Abstract
Medical personnel such as those working in emergency medical systems are in direct contact with the patient or the injured and are exposed to workplace violence. This study aimed to determine workplace violence against prehospital paramedical personnel and factors related to this type of violence in Iran. The cross-sectional study was conducted in 72 prehospital emergency centers affiliated with Kerman University of Medical Sciences in 2019. Using a researcher-made questionnaire, we assessed workplace violence and factors associated with this type of violence in prehospital paramedical personnel with a census method (N = 308). Data were analyzed using descriptive statistics including mean and standard deviation (SD), frequency, percentage, and analytic statistics, such as the Kolmogorov–Smirnov, ANOVA, t test, and multiple linear regression tests. The results of this study showed that the most frequent types of workplace violence were verbal violence (47%), physical violence (32.50%), cultural violence (16%), and no violence (4.50%), respectively. From the perspective of paramedical personnel, the total mean score of workplace violence was at a moderate level (52.19 ± 10.72). The most important factors affecting workplace violence from the perspective of paramedical personnel were “lack of awareness of people about the duties of emergency medical personnel” and “lack of specialists in prehospital (city or road) bases.” Majority of the paramedical personnel believed that “no reaction and observance of patients and their families’ rights” were the most important types of reactions. They also believed that violence was normal at the workplace and should not be considered in emergency medical services. Results suggest that national and local policies in Iran should provide prehospital paramedical personnel with various training courses about how to decrease the rate of workplace violence, promote public health, and decrease their psychological stresses and occupational burnout.
Introduction
Workplace violence (WPV) is a global problem and its prevalence is steadily increasing (Dehghan-Chaloshtari & Ghodousi, 2017). This type of violence is defined as any incident or situation in which a person is abused, threatened, or attacked at his or her workplace (Heydarikhayat et al., 2012). Based on the Iranian health care system, types of WPV include physical violence, verbal violence, and cultural violence. Physical violence is the use of physical strength against a person or group, including beating, kicking, slapping, stabbing, shooting, firing, throwing an object, spitting, pushing, scratching, pulling hair, hitting, grabbing, squeezing, twisting, punching, pinching or other similar things. Verbal violence is behaviors such as intimidating, insulting, humiliating and patronizing, cursing, screaming, cussing, bullying, yelling or berating, and slurring. Cultural violence is any harassment, humiliation, mockery, etc. due to ethnicity, race, language, religion, and place of birth that affect human dignity. In this study, cultural violence refers to any action regarding ridiculing the language, culture, appearance, and accent of participants (Dehghan-Chaloshtari & Ghodousi, 2017; Emam et al., 2018; Pourshaikhian et al., 2016).

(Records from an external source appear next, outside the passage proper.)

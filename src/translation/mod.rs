/*!
 * Optional subtitle translation stage.
 *
 * - `subtitle_translator`: per-record translation with retry and warnings
 * - `core`: provider-backed `TranslationService`
 * - `cache`: in-memory cache in front of the providers
 */

pub use self::cache::TranslationCache;
pub use self::core::TranslationService;
pub use self::subtitle_translator::{
    SubtitleTranslator, TextTranslator, TranslationOutcome, TranslationWarning,
};

pub mod cache;
pub mod core;
pub mod subtitle_translator;
/*!
 * End-to-end segmentation pipeline.
 *
 * normalize → (optional) translate → extract audio → segment, staged in a
 * temporary working area and swapped into the output directory on commit.
 */

use serde::Serialize;
use std::path::PathBuf;

use crate::audio::SegmentDescriptor;
use crate::language_utils::AUTO_LANGUAGE;
use crate::subtitle_processor::TimedTextRecord;
use crate::translation::TranslationWarning;

pub mod orchestrator;

pub use orchestrator::{Pipeline, PipelineRun, AUDIO_INFO_FILE};

/// What to segment and where to put it
#[derive(Debug, Clone, PartialEq)]
pub struct RunRequest {
    /// Video container, or an audio file when `skip_extraction` is set
    pub video_path: PathBuf,
    pub subtitle_path: PathBuf,
    pub output_dir: PathBuf,
    /// ISO code of the subtitle language, or `auto`
    pub source_language: String,
    /// Translate the subtitles into this language first
    pub target_language: Option<String>,
    /// Treat `video_path` as audio and segment it directly
    pub skip_extraction: bool,
}

impl RunRequest {
    pub fn new(
        video_path: impl Into<PathBuf>,
        subtitle_path: impl Into<PathBuf>,
        output_dir: impl Into<PathBuf>,
    ) -> Self {
        Self {
            video_path: video_path.into(),
            subtitle_path: subtitle_path.into(),
            output_dir: output_dir.into(),
            source_language: AUTO_LANGUAGE.to_string(),
            target_language: None,
            skip_extraction: false,
        }
    }

    /// Segment an audio file instead of a video
    pub fn audio(
        audio_path: impl Into<PathBuf>,
        subtitle_path: impl Into<PathBuf>,
        output_dir: impl Into<PathBuf>,
    ) -> Self {
        Self {
            skip_extraction: true,
            ..Self::new(audio_path, subtitle_path, output_dir)
        }
    }

    pub fn with_source_language(mut self, language: impl Into<String>) -> Self {
        self.source_language = language.into();
        self
    }

    pub fn with_target_language(mut self, language: impl Into<String>) -> Self {
        self.target_language = Some(language.into());
        self
    }
}

/// Progress notification, one per written segment
#[derive(Debug, Clone, PartialEq)]
pub struct SegmentProgress {
    /// Segments written so far
    pub processed: usize,
    pub total: usize,
    /// Index of the segment just written
    pub index: usize,
    pub text: String,
}

/// Result of a committed run
#[derive(Debug, Clone, Serialize)]
pub struct RunReport {
    /// Written segments, with paths inside `output_dir`
    pub segments: Vec<SegmentDescriptor>,
    /// Records that kept their source text
    pub translation_warnings: Vec<TranslationWarning>,
    /// Normalized records before translation, in segment order
    pub original_records: Vec<TimedTextRecord>,
    pub output_dir: PathBuf,
}

impl RunReport {
    pub fn segment_count(&self) -> usize {
        self.segments.len()
    }
}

Although violence occurs in all work environments, health workers are more exposed to WPV (Sheikhbardsiri et al., 2017). WPV affects people’s self-esteem and quality of work and causes inequality, discrimination, disorder, and conflict at workplace (Hosseinikia et al., 2018). It should be noted that violent acts have devastating physical and psychological effects on personnel, the most important of which are discomfort, hopelessness, fear, depression, feelings of insecurity, unwillingness to continue working, and even physical injuries (Jiao et al., 2015). It has also been found that violent acts can have undesirable effects on the quality of health care personnel and cause neglect of the necessary care for patients (Sheikhbardsiri et al., 2017).

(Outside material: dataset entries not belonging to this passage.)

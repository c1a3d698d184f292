/*!
 * Provider implementations for the translation backends.
 *
 * - Ollama: local LLM server
 * - Anthropic: Anthropic messages API
 * - Mock: scripted behaviors for tests
 */

use async_trait::async_trait;
use std::fmt::Debug;

use crate::errors::ProviderError;

/// Common trait for all LLM providers
///
/// Lets the translation service drive every backend the same way.
#[async_trait]
pub trait Provider: Send + Sync + Debug {
    /// The request type for this provider
    type Request: Send + Sync;

    /// The response type for this provider
    type Response: Send + Sync;

    /// Complete a request using this provider
    async fn complete(&self, request: Self::Request) -> Result<Self::Response, ProviderError>;

    /// Test the connection to the provider
    async fn test_connection(&self) -> Result<(), ProviderError>;

    /// Extract text from the provider response
    fn extract_text(response: &Self::Response) -> String;
}

pub mod anthropic;
pub mod mock;
pub mod ollama;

Recently, WPV in the health system has become an important issue in policymaking. The hospital and prehospital personnel, nurses, and physicians are at greater risk of WPV (Hosseinikia et al., 2018; Sheikhbardsiri et al., 2017). Statistics show that annually 70%–80% of the physicians, nurses, emergency medical personnel, and public service staff experience one or more cases of violence (Dehghan-Chaloshtari & Ghodousi, 2017). Despite the importance of the role of hospital and prehospital personnel, health systems cannot ensure the safety of frontline personnel against WPV (Hosseinikia et al., 2018; Maguire et al., 2018).

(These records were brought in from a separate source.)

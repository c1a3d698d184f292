use async_trait::async_trait;
use log::error;
use reqwest::Client;
use serde::{Deserialize, Serialize};
use std::time::Duration;

use crate::errors::ProviderError;
use crate::providers::Provider;

const DEFAULT_API_URL: &str = "https://api.anthropic.com";
const API_VERSION: &str = "2023-06-01";

/// Anthropic client for interacting with Anthropic API
#[derive(Debug, Clone)]
pub struct Anthropic {
    /// HTTP client for API requests
    client: Client,
    /// API key for authentication
    api_key: String,
    /// API base URL, empty for the public API
    endpoint: String,
    /// Model used by `test_connection`
    model: String,
}

/// Anthropic message request
#[derive(Debug, Clone, Serialize)]
pub struct AnthropicRequest {
    model: String,
    messages: Vec<AnthropicMessage>,
    #[serde(skip_serializing_if = "Option::is_none")]
    system: Option<String>,
    #[serde(skip_serializing_if = "Option::is_none")]
    temperature: Option<f32>,
    max_tokens: u32,
}

/// Anthropic message format
#[derive(Debug, Clone, Serialize, Deserialize)]
pub struct AnthropicMessage {
    /// Role of the message sender (user, assistant)
    pub role: String,
    pub content: String,
}

/// Token usage information
#[derive(Debug, Clone, Default, Deserialize)]
pub struct TokenUsage {
    pub input_tokens: u32,
    pub output_tokens: u32,
}

/// Anthropic response
#[derive(Debug, Clone, Deserialize)]
pub struct AnthropicResponse {
    pub content: Vec<AnthropicContent>,
    #[serde(default)]
    pub usage: TokenUsage,
}

/// Individual content block in an Anthropic response
#[derive(Debug, Clone, Deserialize)]
pub struct AnthropicContent {
    #[serde(rename = "type")]
    pub content_type: String,
    #[serde(default)]
    pub text: String,
}

impl AnthropicRequest {
    /// Create a new Anthropic request
    pub fn new(model: impl Into<String>, max_tokens: u32) -> Self {
        Self {
            model: model.into(),
            messages: Vec::new(),
            system: None,
            temperature: None,
            max_tokens,
        }
    }

    /// Add a message to the request
    pub fn add_message(mut self, role: impl Into<String>, content: impl Into<String>) -> Self {
        self.messages.push(AnthropicMessage {
            role: role.into(),
            content: content.into(),
        });
        self
    }

    /// Set the system prompt
    pub fn system(mut self, system: impl Into<String>) -> Self {
        self.system = Some(system.into());
        self
    }

    /// Set the temperature
    pub fn temperature(mut self, temperature: f32) -> Self {
        self.temperature = Some(temperature);
        self
    }
}

impl Anthropic {
    /// Create a new Anthropic client
    pub fn new(
        api_key: impl Into<String>,
        endpoint: impl Into<String>,
        model: impl Into<String>,
        timeout_secs: u64,
    ) -> Self {
        Self {
            client: Client::builder()
                .timeout(Duration::from_secs(timeout_secs))
                .build()
                .unwrap_or_default(),
            api_key: api_key.into(),
            endpoint: endpoint.into(),
            model: model.into(),
        }
    }

    fn messages_url(&self) -> String {
        let base = if self.endpoint.is_empty() {
            DEFAULT_API_URL
        } else {
            self.endpoint.trim_end_matches('/')
        };
        format!("{}/v1/messages", base)
    }

    /// Send a messages request
    pub async fn send(&self, request: &AnthropicRequest) -> Result<AnthropicResponse, ProviderError> {
        let response = self
            .client
            .post(self.messages_url())
            .header("Content-Type", "application/json")
            .header("x-api-key", &self.api_key)
            .header("anthropic-version", API_VERSION)
            .json(request)
            .send()
            .await
            .map_err(|e| ProviderError::ConnectionError(format!("Failed to send request to Anthropic API: {}", e)))?;

        let status = response.status();
        if !status.is_success() {
            let error_text = response
                .text()
                .await
                .unwrap_or_else(|_| "Failed to get error response text".to_string());
            error!("Anthropic API error ({}): {}", status, error_text);

            return Err(match status.as_u16() {
                401 | 403 => ProviderError::AuthenticationError(error_text),
                code => ProviderError::ApiError {
                    status_code: code,
                    message: error_text,
                },
            });
        }

        response
            .json::<AnthropicResponse>()
            .await
            .map_err(|e| ProviderError::ParseError(format!("Failed to parse Anthropic API response: {}", e)))
    }
}

#[async_trait]
impl Provider for Anthropic {
    type Request = AnthropicRequest;
    type Response = AnthropicResponse;

    async fn complete(&self, request: Self::Request) -> Result<Self::Response, ProviderError> {
        self.send(&request).await
    }

    async fn test_connection(&self) -> Result<(), ProviderError> {
        let request = AnthropicRequest::new(self.model.clone(), 10).add_message("user", "Hello");
        self.send(&request).await.map(|_| ())
    }

    fn extract_text(response: &Self::Response) -> String {
        response
            .content
            .iter()
            .filter(|c| c.content_type == "text")
            .map(|c| c.text.as_str())
            .collect::<String>()
            .trim()
            .to_string()
    }
}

Prehospital paramedical personnel are trained to provide medical care or interventions for injured or ill persons. They are the first ones who respond to the emergency needs of people, work in various critical situations, and react appropriately to transport patients safely to medical centers. Sometimes, they may encounter threats and violent reactions in these unstructured environments (Bernaldo-De-Quirós et al., 2015; Iranmanesh et al., 2013; Petzäll et al., 2011). Researches in recent years show that the increasing prevalence of WPV against prehospital paramedical personnel has become a threat to the emergency care system(Bigham et al., 2014). Risk of violent assault may be heightened because prehospital personnel work in isolated and uncontrolled environments, are in contact with the public and people in distress, and are associated with valuable or desirable items such as drugs, syringes/needles and expensive equipment, and patient-induced violence can occur quickly because of the nature of their work and proximity to patients (Gormley et al., 2016; Taylor et al., 2016).
Literature Review
Dadashzadeh et al. (2019) studied Iranian pre-hospital nurses’ strategies to manage WPV and showed that they received little training and insufficient support, and were poorly prepared to manage WPV. Another study addressed prehospital personnel’s perception of verbal abuse and the associated factors in three regions in the south of Chile and showed that 51.4% of the professionals and 46.6% of the paramedical technicians were verbally abused during last year. In total, 17.6% of the paramedical technicians and 13.5% of the professionals perceived verbal abuse (Campo & Klijn, 2017). A study was conducted in Riyadh, Saudi Arabia to evaluate the prevalence of WPV (physical and verbal) among emergency medical services (EMS) workers and the results showed that 65% of the respondents experienced WPV. Verbal abuse (61%) was the most common type of violence reported. The majority of the attackers were patients’ relatives (80%) followed by patients themselves (51%) (Alharthy et al., 2017). Benjamin et al. in India studied WPV among prehospital care providers and showed that the overall prevalence of any WPV was 67.9%. The prevalence of physical violence and verbal violence was 58% and 59.8%, respectively (Lindquist et al., 2019).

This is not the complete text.